##### THE DATA #####
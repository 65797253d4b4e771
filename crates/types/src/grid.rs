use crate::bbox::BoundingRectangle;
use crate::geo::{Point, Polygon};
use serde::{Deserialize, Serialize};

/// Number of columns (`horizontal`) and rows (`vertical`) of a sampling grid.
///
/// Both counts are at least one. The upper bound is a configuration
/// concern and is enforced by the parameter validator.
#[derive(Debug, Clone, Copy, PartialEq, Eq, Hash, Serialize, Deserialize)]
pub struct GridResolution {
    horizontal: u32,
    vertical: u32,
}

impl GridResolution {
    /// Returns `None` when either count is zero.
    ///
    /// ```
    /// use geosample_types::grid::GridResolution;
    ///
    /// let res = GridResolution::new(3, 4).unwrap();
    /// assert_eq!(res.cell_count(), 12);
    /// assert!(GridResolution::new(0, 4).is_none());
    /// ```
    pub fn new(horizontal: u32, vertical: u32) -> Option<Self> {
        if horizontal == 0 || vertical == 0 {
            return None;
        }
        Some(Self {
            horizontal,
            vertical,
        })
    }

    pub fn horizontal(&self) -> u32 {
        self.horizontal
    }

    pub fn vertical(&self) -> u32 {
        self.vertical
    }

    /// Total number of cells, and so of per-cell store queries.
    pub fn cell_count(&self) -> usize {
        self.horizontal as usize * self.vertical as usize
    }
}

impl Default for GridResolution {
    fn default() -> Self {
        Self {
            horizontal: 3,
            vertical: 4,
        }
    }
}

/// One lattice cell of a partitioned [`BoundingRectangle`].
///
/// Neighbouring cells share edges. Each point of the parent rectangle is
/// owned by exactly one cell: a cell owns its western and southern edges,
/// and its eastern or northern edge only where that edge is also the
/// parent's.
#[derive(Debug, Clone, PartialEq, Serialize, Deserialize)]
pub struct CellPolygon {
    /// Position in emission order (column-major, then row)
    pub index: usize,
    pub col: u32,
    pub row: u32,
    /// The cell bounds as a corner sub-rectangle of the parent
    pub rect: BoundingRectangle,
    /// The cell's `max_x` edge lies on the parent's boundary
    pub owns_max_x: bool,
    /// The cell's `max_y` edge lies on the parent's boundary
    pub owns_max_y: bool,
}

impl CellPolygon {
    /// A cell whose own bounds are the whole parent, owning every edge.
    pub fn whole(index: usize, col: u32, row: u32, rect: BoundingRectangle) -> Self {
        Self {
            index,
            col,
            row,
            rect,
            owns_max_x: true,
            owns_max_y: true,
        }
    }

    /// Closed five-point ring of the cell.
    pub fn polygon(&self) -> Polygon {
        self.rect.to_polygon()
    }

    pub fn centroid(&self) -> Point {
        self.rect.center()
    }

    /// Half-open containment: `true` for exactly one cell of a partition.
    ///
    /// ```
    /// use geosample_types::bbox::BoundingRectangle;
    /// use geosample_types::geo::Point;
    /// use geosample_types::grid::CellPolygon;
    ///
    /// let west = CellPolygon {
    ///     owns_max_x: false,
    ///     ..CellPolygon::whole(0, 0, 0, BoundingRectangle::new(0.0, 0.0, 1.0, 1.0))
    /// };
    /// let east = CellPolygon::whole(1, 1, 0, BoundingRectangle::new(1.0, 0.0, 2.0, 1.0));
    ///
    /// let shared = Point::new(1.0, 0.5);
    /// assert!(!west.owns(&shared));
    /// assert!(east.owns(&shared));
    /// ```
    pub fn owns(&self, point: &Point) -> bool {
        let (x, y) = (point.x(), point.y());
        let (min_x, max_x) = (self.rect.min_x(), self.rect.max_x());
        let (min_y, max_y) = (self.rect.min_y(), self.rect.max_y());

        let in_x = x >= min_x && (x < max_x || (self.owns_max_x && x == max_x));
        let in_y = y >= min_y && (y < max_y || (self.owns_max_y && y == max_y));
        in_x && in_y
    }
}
#####
▶ **ACTIVITY**
Give each entry again, spelled exactly as shown.

▶ **WRITTEN RESPONSE**
repository 65797253d4b4e771
filename crates/types/src/grid.rs
use crate::bbox::BoundingRectangle;
use crate::geo::{Point, Polygon};
use serde::{Deserialize, Serialize};

/// Number of columns (`horizontal`) and rows (`vertical`) of a sampling grid.
///
/// Both counts are at least one. The upper bound is a configuration
/// concern and is enforced by the parameter validator.
#[derive(Debug, Clone, Copy, PartialEq, Eq, Hash, Serialize, Deserialize)]
pub struct GridResolution {
    horizontal: u32,
    vertical: u32,
}

impl GridResolution {
    /// Returns `None` when either count is zero.
    ///
    /// ```
    /// use geosample_types::grid::GridResolution;
    ///
    /// let res = GridResolution::new(3, 4).unwrap();
    /// assert_eq!(res.cell_count(), 12);
    /// assert!(GridResolution::new(0, 4).is_none());
    /// ```
    pub fn new(horizontal: u32, vertical: u32) -> Option<Self> {
        if horizontal == 0 || vertical == 0 {
            return None;
        }
        Some(Self {
            horizontal,
            vertical,
        })
    }

    pub fn horizontal(&self) -> u32 {
        self.horizontal
    }

    pub fn vertical(&self) -> u32 {
        self.vertical
    }

    /// Total number of cells, and so of per-cell store queries.
    pub fn cell_count(&self) -> usize {
        self.horizontal as usize * self.vertical as usize
    }
}

impl Default for GridResolution {
    fn default() -> Self {
        Self {
            horizontal: 3,
            vertical: 4,
        }
    }
}

/// One lattice cell of a partitioned [`BoundingRectangle`].
///
/// Neighbouring cells share edges. Each point of the parent rectangle is
/// owned by exactly one cell: a cell owns its western and southern edges,
/// and its eastern or northern edge only where that edge is also the
/// parent's.
#[derive(Debug, Clone, PartialEq, Serialize, Deserialize)]
pub struct CellPolygon {
    /// Position in emission order (column-major, then row)
    pub index: usize,
    pub col: u32,
    pub row: u32,
    /// The cell bounds as a corner sub-rectangle of the parent
    pub rect: BoundingRectangle,
    /// The cell's `max_x` edge lies on the parent's boundary
    pub owns_max_x: bool,
    /// The cell's `max_y` edge lies on the parent's boundary
    pub owns_max_y: bool,
}

impl CellPolygon {
    /// A cell whose own bounds are the whole parent, owning every edge.
    pub fn whole(index: usize, col: u32, row: u32, rect: BoundingRectangle) -> Self {
        Self {
            index,
            col,
            row,
            rect,
            owns_max_x: true,
            owns_max_y: true,
        }
    }

    /// Closed five-point ring of the cell.
    pub fn polygon(&self) -> Polygon {
        self.rect.to_polygon()
    }

    pub fn centroid(&self) -> Point {
        self.rect.center()
    }

    /// Half-open containment: `true` for exactly one cell of a partition.
    ///
    /// ```
    /// use geosample_types::bbox::BoundingRectangle;
    /// use geosample_types::geo::Point;
    /// use geosample_types::grid::CellPolygon;
    ///
    /// let west = CellPolygon {
    ///     owns_max_x: false,
    ///     ..CellPolygon::whole(0, 0, 0, BoundingRectangle::new(0.0, 0.0, 1.0, 1.0))
    /// };
    /// let east = CellPolygon::whole(1, 1, 0, BoundingRectangle::new(1.0, 0.0, 2.0, 1.0));
    ///
    /// let shared = Point::new(1.0, 0.5);
    /// assert!(!west.owns(&shared));
    /// assert!(east.owns(&shared));
    /// ```
    pub fn owns(&self, point: &Point) -> bool {
        let (x, y) = (point.x(), point.y());
        let (min_x, max_x) = (self.rect.min_x(), self.rect.max_x());
        let (min_y, max_y) = (self.rect.min_y(), self.rect.max_y());

        let in_x = x >= min_x && (x < max_x || (self.owns_max_x && x == max_x));
        let in_y = y >= min_y && (y < max_y || (self.owns_max_y && y == max_y));
        in_x && in_y
    }
}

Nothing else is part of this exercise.